Ecco l’ultimo punto è quello che al momento mi sta più a cuore, ho l’impressione che tutto il Piano Triennale, che l’azione di Diego Piacentini e del Team Digitale abbia completamente dimenticato coloro che in quella casa dovranno abitarci. Fortunatamente coinvolgono nelle scelte degli ottimi professionisti, probabilmente scelgono il materiale migliore, ma coloro che ci devono andare ad abitare?

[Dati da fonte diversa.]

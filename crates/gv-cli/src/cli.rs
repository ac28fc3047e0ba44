use std::path::PathBuf;

use clap::{Args, Parser, Subcommand};

#[derive(Parser)]
#[command(
    name = "gv",
    about = "Guild Vault — snapshot persistence for community state",
    version,
)]
pub struct Cli {
    #[command(subcommand)]
    pub command: Command,

    /// Path to a TOML configuration file
    #[arg(long, global = true)]
    pub config: Option<PathBuf>,

    #[arg(short, long, global = true)]
    pub verbose: bool,
}

#[derive(Subcommand)]
pub enum Command {
    /// Seed the store with a first snapshot
    Init(InitArgs),
    /// Snapshot the local documents
    Persist,
    /// Make one load attempt
    Load(LoadArgs),
    /// Retry loads until one succeeds
    Recover(RecoverArgs),
    /// List the newest uploads
    List(ListArgs),
    /// Print one community document
    Show(ShowArgs),
}

#[derive(Args)]
pub struct InitArgs {
    /// Seed even if the store already has snapshots
    #[arg(long)]
    pub force: bool,
}

#[derive(Args)]
pub struct LoadArgs {
    /// Skip the most recent upload and load the penultimate one
    #[arg(long)]
    pub corrupted: bool,
}

#[derive(Args)]
pub struct RecoverArgs {
    #[arg(long)]
    pub max_attempts: Option<u32>,
}

#[derive(Args)]
pub struct ListArgs {
    #[arg(short = 'n', long, default_value = "10")]
    pub limit: usize,
}

#[derive(Args)]
pub struct ShowArgs {
    pub community: String,
}
use std::fmt;
use std::str::FromStr;

use serde::{Deserialize, Serialize};

use crate::error::TypeError;

/// Stable internal identifier of a managed community.
///
/// Generated once when a community is first registered and never changed
/// afterwards. The same string is the key in the document store and the stem
/// of the community's blob (`{id}.json`) inside every snapshot bundle, so it
/// must be a valid single path segment.
///
/// Fresh identifiers are UUID v7 strings. Identifiers read back from older
/// snapshots are accepted in any form that is a valid file stem.
#[derive(Clone, PartialEq, Eq, Hash, PartialOrd, Ord, Serialize, Deserialize)]
#[serde(try_from = "String", into = "String")]
pub struct CommunityId(String);

impl CommunityId {
    /// Suffix of every community blob inside a bundle.
    pub const FILE_SUFFIX: &'static str = ".json";

    /// Generate a new time-ordered identifier (UUID v7).
    pub fn new() -> Self {
        Self(uuid::Uuid::now_v7().to_string())
    }

    /// Validate and wrap an existing identifier.
    pub fn parse(s: &str) -> Result<Self, TypeError> {
        let reason = if s.is_empty() {
            Some("empty")
        } else if s == "." || s == ".." {
            Some("reserved path segment")
        } else if s.contains(['/', '\\', '\0']) {
            Some("contains a path separator")
        } else {
            None
        };
        match reason {
            Some(reason) => Err(TypeError::InvalidIdentifier {
                id: s.to_string(),
                reason,
            }),
            None => Ok(Self(s.to_string())),
        }
    }

    /// Recover an identifier from a bundle file name.
    ///
    /// Returns `None` when the name does not carry the `.json` suffix.
    pub fn from_file_name(name: &str) -> Option<Result<Self, TypeError>> {
        name.strip_suffix(Self::FILE_SUFFIX).map(Self::parse)
    }

    /// File name of this community's blob inside a bundle.
    pub fn file_name(&self) -> String {
        format!("{}{}", self.0, Self::FILE_SUFFIX)
    }

    /// Returns `true` if this identifier is in generated (UUID) form.
    pub fn is_generated(&self) -> bool {
        uuid::Uuid::parse_str(&self.0).is_ok()
    }

    pub fn as_str(&self) -> &str {
        &self.0
    }

    /// Short representation (first 8 characters).
    pub fn short_id(&self) -> &str {
        let end = self
            .0
            .char_indices()
            .nth(8)
            .map(|(i, _)| i)
            .unwrap_or(self.0.len());
        &self.0[..end]
    }
}

impl Default for CommunityId {
    fn default() -> Self {
        Self::new()
    }
}

impl FromStr for CommunityId {
    type Err = TypeError;

    fn from_str(s: &str) -> Result<Self, Self::Err> {
        Self::parse(s)
    }
}

impl TryFrom<String> for CommunityId {
    type Error = TypeError;

    fn try_from(s: String) -> Result<Self, Self::Error> {
        Self::parse(&s)
    }
}

impl From<CommunityId> for String {
    fn from(id: CommunityId) -> Self {
        id.0
    }
}

impl AsRef<str> for CommunityId {
    fn as_ref(&self) -> &str {
        &self.0
    }
}

impl fmt::Debug for CommunityId {
    fn fmt(&self, f: &mut fmt::Formatter<'_>) -> fmt::Result {
        write!(f, "CommunityId({})", self.short_id())
    }
}

impl fmt::Display for CommunityId {
    fn fmt(&self, f: &mut fmt::Formatter<'_>) -> fmt::Result {
        f.write_str(&self.0)
    }
}

#[cfg(test)]
mod tests {
    use super::*;

    #[test]
    fn new_ids_are_unique_and_generated() {
        let a = CommunityId::new();
        let b = CommunityId::new();
        assert_ne!(a, b);
        assert!(a.is_generated());
        assert_eq!(a.as_str().len(), 36);
    }

    #[test]
    fn legacy_stems_are_accepted() {
        let id = CommunityId::parse("initiated").unwrap();
        assert!(!id.is_generated());
        assert_eq!(id.file_name(), "initiated.json");
    }

    #[test]
    fn path_like_ids_are_rejected() {
        assert!(CommunityId::parse("").is_err());
        assert!(CommunityId::parse(".").is_err());
        assert!(CommunityId::parse("..").is_err());
        assert!(CommunityId::parse("a\0b").is_err());
        assert!(CommunityId::parse("a/b").is_err());
        assert!(CommunityId::parse("a\\b").is_err());
    }

    #[test]
    fn file_name_roundtrip() {
        let id = CommunityId::new();
        let back = CommunityId::from_file_name(&id.file_name()).unwrap().unwrap();
        assert_eq!(id, back);
    }

    #[test]
    fn non_json_names_are_not_identifiers() {
        assert!(CommunityId::from_file_name("README.md").is_none());
        assert!(matches!(
            CommunityId::from_file_name(".json"),
            Some(Err(TypeError::InvalidIdentifier { .. }))
        ));
    }

    #[test]
    fn serde_is_a_plain_string() {
        let id = CommunityId::parse("guild-a").unwrap();
        let json = serde_json::to_string(&id).unwrap();
        assert_eq!(json, "\"guild-a\"");
        let parsed: CommunityId = serde_json::from_str(&json).unwrap();
        assert_eq!(parsed, id);
        assert!(serde_json::from_str::<CommunityId>("\"a/b\"").is_err());
    }

    #[test]
    fn short_id_is_prefix() {
        let id = CommunityId::parse("abcdefghijkl").unwrap();
        assert_eq!(id.short_id(), "abcdefgh");
        let id = CommunityId::parse("abc").unwrap();
        assert_eq!(id.short_id(), "abc");
    }
}
//! Typed resource clients.
//!
//! Each submodule provides a thin client for one API resource. Resource
//! clients borrow the [`Client`] and translate typed operations into
//! transport requests; they hold no state of their own.
//!
//! Single-resource getters (`get_by_id`, `get_by_name`, `get`)
//! translate the API's `not_found` error into `Ok(None)` rather than
//! surfacing it as an error.

mod action;
mod certificate;
mod floating_ip;
mod placement_group;
mod server;
mod ssh_key;

use std::collections::HashMap;

use crate::clients::Client;

pub use action::{Action, ActionClient, ActionError, ActionListOpts, ActionStatus};
pub use certificate::{
    Certificate, CertificateClient, CertificateCreateOpts, CertificateCreateResult,
    CertificateListOpts, CertificateType, CertificateUpdateOpts,
};
pub use floating_ip::{
    DnsPtr, FloatingIP, FloatingIPClient, FloatingIPCreateOpts, FloatingIPCreateResult,
    FloatingIPListOpts, FloatingIPProtection, FloatingIPType, FloatingIPUpdateOpts, HomeLocation,
};
pub use placement_group::{
    PlacementGroup, PlacementGroupClient, PlacementGroupCreateOpts, PlacementGroupCreateResult,
    PlacementGroupListOpts, PlacementGroupType, PlacementGroupUpdateOpts,
};
pub use server::{
    Server, ServerClient, ServerCreateOpts, ServerCreateResult, ServerListOpts, ServerStatus,
    ServerUpdateOpts,
};
pub use ssh_key::{SshKey, SshKeyClient, SshKeyCreateOpts, SshKeyListOpts, SshKeyUpdateOpts};

/// User-defined labels attached to a resource.
pub type Labels = HashMap<String, String>;

impl Client {
    /// Returns a client for the Action resource.
    #[must_use]
    pub const fn actions(&self) -> ActionClient<'_> {
        ActionClient { client: self }
    }

    /// Returns a client for the Server resource.
    #[must_use]
    pub const fn servers(&self) -> ServerClient<'_> {
        ServerClient { client: self }
    }

    /// Returns a client for the SSH key resource.
    #[must_use]
    pub const fn ssh_keys(&self) -> SshKeyClient<'_> {
        SshKeyClient { client: self }
    }

    /// Returns a client for the Floating IP resource.
    #[must_use]
    pub const fn floating_ips(&self) -> FloatingIPClient<'_> {
        FloatingIPClient { client: self }
    }

    /// Returns a client for the Certificate resource.
    #[must_use]
    pub const fn certificates(&self) -> CertificateClient<'_> {
        CertificateClient { client: self }
    }

    /// Returns a client for the Placement group resource.
    #[must_use]
    pub const fn placement_groups(&self) -> PlacementGroupClient<'_> {
        PlacementGroupClient { client: self }
    }
}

  1. che fine hanno fatto i tavoli di regia di #ComuniInnovano dove assessori di primo livello come Flavia Marzano erano coinvolti? magari stanno andando avanti, ma l’impressione è che si sia fermata quel tipo di proponesione.
  2. perchè continuativametne e ostinatamente ci si dimentica dei confini del regno? ne ho già scritto e parlato in altre occasioni, e ad oggi nessuno è stato in grado di dimostrare che mi sbaglio, e che le realtà periferiche avranno una loro dignità nei processi almeno di test del piano triennale.
  3. mi sembra che ci sia una “sotteranea” voglia di dimostrare che “noi siamo meglio di voi” come se il NOI e il VOI non facessero parte tutti della nazione che dovrebbe tendere al “Modello Estone” . Perchè dico questo? perchè non trovo mai nelle parole di coloro che sono coinvolti riconoscimenti verso i modelli di partenza ( non dico i digitalchampions , ma almeno supportare e valorizzare gli animatori digitali come Paola che sono una realtà attiva e voluta dalla riforma della scuola) perchè ho sempre l’impressione che le azioni di agenzia “vicine” non vengano valorizzate con consapevolezza ( ad esempio perchè non dire e promuovere che l’Agid dove lavora Marco Bani sta cercando 71 figure e che queste figure saranno basilari per la collaborazione e lo sviluppo del piano triennale) etc etc

Accetto i rischi ?

Flavia la scorsa settimana, mi ha citato sui social perchè a volte non ho problemi dire cose antipatiche ma che ritengo giuste. Onestamente credo che per me sia più semplice, non sono nessuno, non devo proteggere un ruolo che non ho, non ho nemmeno il carisma social e di visibilità mediatica per meritare di essere preso come spunto di discussione. Quindi dire che accetto gli eventuali rischi non credo sia corretto,perchè i miei rischi sono molto relativi, ma voglio sempre argomentare le mie considerazioni proprio per non fare la fine di molti miei connazionali, bravissimi nella critica asintomatica, in questo caso invece credo che i sintomi di un potenziale fallimento siano sotto gli occhi di tutti, ma proprio perchè ci sono i sintomi forse siamo ancora in tempo tutti assieme per trovare una cura.